Нет, исключено. У меня паранойя — возможно, из-за случая с Джоном. Пока в моем мозгу кружились все эти мысли, Брайан продолжал говорить. Я обернулся к нему:
— Простите, я не слушал.
Он вздохнул с очевидным недовольством.
— Вы спросили насчет тиносской иконы, — сказал он. — Да, кажется, о ней речь и шла. Джон провел некоторое время на Тиносе, снимая с нее копию. Я познакомил его с одним из своих клиентов — коллекционером из Берлина. Джон должен был сделать для него несколько копий.
— Как его звали?
— Майснер. Если вы учили немецкий, то поймете, что это означает «родом из Майса». Есть такой город на Эльбе. Как бы то ни было, Майснер договорился с Джоном, но какое именно поручение он ему дал, я не знаю. Майснер слегка помешан на иконах и средневековом искусстве. Очень любопытно. — Брайан поставил бокал и хрустнул пальцами. Фредерикс принес бутылку и поспешно наполнил наши бокалы.
— Позови мальчика, Рэндольф, — бросил Фредерикс, а затем продолжил: — Говорят, эта икона обладает сверхъестественной силой. — Он подмигнул и зашептал: — Да, да, про нее рассказывают истории. Греки верят, что она способна творить чудеса. Они говорят, так проявляет свое могущество Пресвятая Дева, которая властвует над жизнью и смертью.
— Да перестаньте, — ответил я, подавляя желание рассмеяться, несмотря на свои недавние раздумья.
— По крайней мере так говорят.
Мы пристально посмотрели друг другу в глаза. Полагаю, он увидел (или ему показалось, будто он увидел) в моем взгляде нечто большее, чем скептицизм.
— Думаю, единственный выход — поговорить с Майснером, — сказал я.
Брайан почесал лоб, кожа на котором облезала от солнца.
— Он специфический человек, известный своим интересом к необычным артефактам. Коллекционирует старинное оружие и доспехи. — Брайан поднялся и подошел к перилам, откуда открывался потрясающе красивый вид на море. — Но я не уверен, что проблемы Джона как-то связаны с иконой или с Майснером. Возможно, он так много рисовал, что у него просто помутился рассудок. Если честно, я даже не предполагал, что он настолько религиозен — после всех пирушек, в которых он участвовал… Меа culpa. [6]

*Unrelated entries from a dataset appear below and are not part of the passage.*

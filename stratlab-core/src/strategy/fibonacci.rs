//! Fibonacci retracement rebound strategy.
//!
//! Levels come from the rolling swing high / swing low:
//! `level = high - (high - low) * ratio`. Entry when the close sits within
//! the tolerance band of the deep level (checked first) or the shallow level
//! and closes above the previous close. Exit at the target level; an ATR
//! trailing stop guards the position.

use tracing::debug;

use crate::components::condition::{defined, gt, Condition};
use crate::components::indicator::Indicator;
use crate::domain::{FibLevel, PositionState, Reason};
use crate::indicators::{Atr, Donchian, DonchianBand};

use super::config::FibonacciParams;
use super::context::{BarContext, EvalError};
use super::overlay::{AtrTrailing, RiskOverlay};
use super::{StrategyKind, StrategyRules};

/// Retracement prices for one bar.
#[derive(Debug, Clone, Copy, PartialEq)]
pub struct RetracementLevels {
    pub target: f64,
    pub shallow: f64,
    pub deep: f64,
}

#[derive(Debug, Clone)]
pub struct FibonacciRules {
    params: FibonacciParams,
    high_key: String,
    low_key: String,
    trailing: AtrTrailing,
}

const OVERLAYS: [RiskOverlay; 1] = [RiskOverlay::TrailingStop];

impl FibonacciRules {
    pub fn new(params: FibonacciParams) -> Self {
        Self {
            high_key: Donchian::key(params.period, DonchianBand::Upper),
            low_key: Donchian::key(params.period, DonchianBand::Lower),
            trailing: AtrTrailing::new(format!("atr_{}", params.atr_period), params.atr_multiplier),
            params,
        }
    }

    /// Levels at this bar, or `None` while the swing window is warming up.
    pub fn levels(&self, ctx: &BarContext<'_>) -> Result<Option<RetracementLevels>, EvalError> {
        let high = ctx.series(&self.high_key)?.current();
        let low = ctx.series(&self.low_key)?.current();
        Ok(high.zip(low).map(|(high, low)| {
            let range = high - low;
            RetracementLevels {
                target: high - range * self.params.target_ratio,
                shallow: high - range * self.params.shallow_ratio,
                deep: high - range * self.params.deep_ratio,
            }
        }))
    }

    fn within_band(&self, close: f64, level: f64) -> bool {
        let tol = self.params.tolerance_pct / 100.0;
        close >= level * (1.0 - tol) && close <= level * (1.0 + tol)
    }
}

impl StrategyRules for FibonacciRules {
    fn kind(&self) -> StrategyKind {
        StrategyKind::Fibonacci
    }

    fn required_indicators(&self) -> Vec<Box<dyn Indicator>> {
        vec![
            Box::new(Donchian::upper(self.params.period)),
            Box::new(Donchian::lower(self.params.period)),
            Box::new(Atr::new(self.params.atr_period)),
        ]
    }

    fn entry(&self, ctx: &BarContext<'_>) -> Result<Option<Reason>, EvalError> {
        let Some(levels) = self.levels(ctx)? else {
            return Ok(None);
        };
        let Some(close) = defined(ctx.bar()?.close) else {
            return Ok(None);
        };
        let prev_close = ctx.lagged_bar(1)?.and_then(|b| defined(b.close));
        let rebound = gt(Some(close), prev_close);

        // The deep band takes precedence; a close inside it never falls
        // through to the shallow band.
        let (level, ratio) = if self.within_band(close, levels.deep) {
            (FibLevel::Deep, self.params.deep_ratio)
        } else if self.within_band(close, levels.shallow) {
            (FibLevel::Shallow, self.params.shallow_ratio)
        } else {
            return Ok(None);
        };
        debug!(bar = ctx.index(), ?level, %rebound, "fibonacci entry");

        Ok(rebound
            .holds()
            .then_some(Reason::FibonacciRebound { level, ratio }))
    }

    fn exit(
        &self,
        ctx: &BarContext<'_>,
        _position: &PositionState,
    ) -> Result<Option<Reason>, EvalError> {
        let Some(levels) = self.levels(ctx)? else {
            return Ok(None);
        };
        let close = defined(ctx.bar()?.close);
        Ok(Condition::from_option(close.map(|c| c >= levels.target))
            .holds()
            .then_some(Reason::FibonacciTarget))
    }

    fn risk_overlays(&self) -> &[RiskOverlay] {
        &OVERLAYS
    }

    fn on_open(
        &self,
        ctx: &BarContext<'_>,
        position: &mut PositionState,
    ) -> Result<(), EvalError> {
        self.trailing.initialise(ctx, position)
    }

    fn maintain(
        &self,
        ctx: &BarContext<'_>,
        position: &mut PositionState,
    ) -> Result<(), EvalError> {
        self.trailing.ratchet(ctx, position)
    }
}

— Джон был ревностным христианином, — вмешался я.
— Правда? Тогда вы попали в точку. Все христиане страдают от комплекса вины. Но если вы хотите знать точный диагноз, лучше поговорите с его врачом.
— Хорошая идея, но мне неохота тащиться в Афины по этой чертовой жаре.
— Как угодно, голубчик. Больше ничего не могу вам сказать. Ipso facto. [7]
Я устало смотрел на море. Вода была спокойная, темная, как вино, и вдалеке, в фиолетовой дымке, смутно виднелись холмы Тиноса. Я не переставая думал об иконе. Господи, неужели она завладевает и моим сознанием?
С другого конца галереи доносились голоса и звонкий смех, похожий на женский. Брайан обернулся и расплылся в улыбке, протягивая руки. Я предположил, что он встречает какую-то юную леди — свою знакомую.
— А вот и ты. Ты же знаешь, что нельзя проводить столько времени на жаре. Солнце вредит твоей нежной коже.
Послышались легкие шаги. Обернувшись, я увидел, как Брайан обнимает за плечи стройного юношу. Мне удалось не выдать удивления. Я готов был поклясться, что слышал смех молоденькой девушки. Но передо мной стоял юноша, едва вышедший из отрочества. Он был ниже ростом, чем Эрик, и тоньше, с нежной, бледной кожей; пышные золотисто-каштановые кудри ниспадали на обнаженные плечи, обрамляя лицо, черты которого по красоте и изяществу напоминали женские.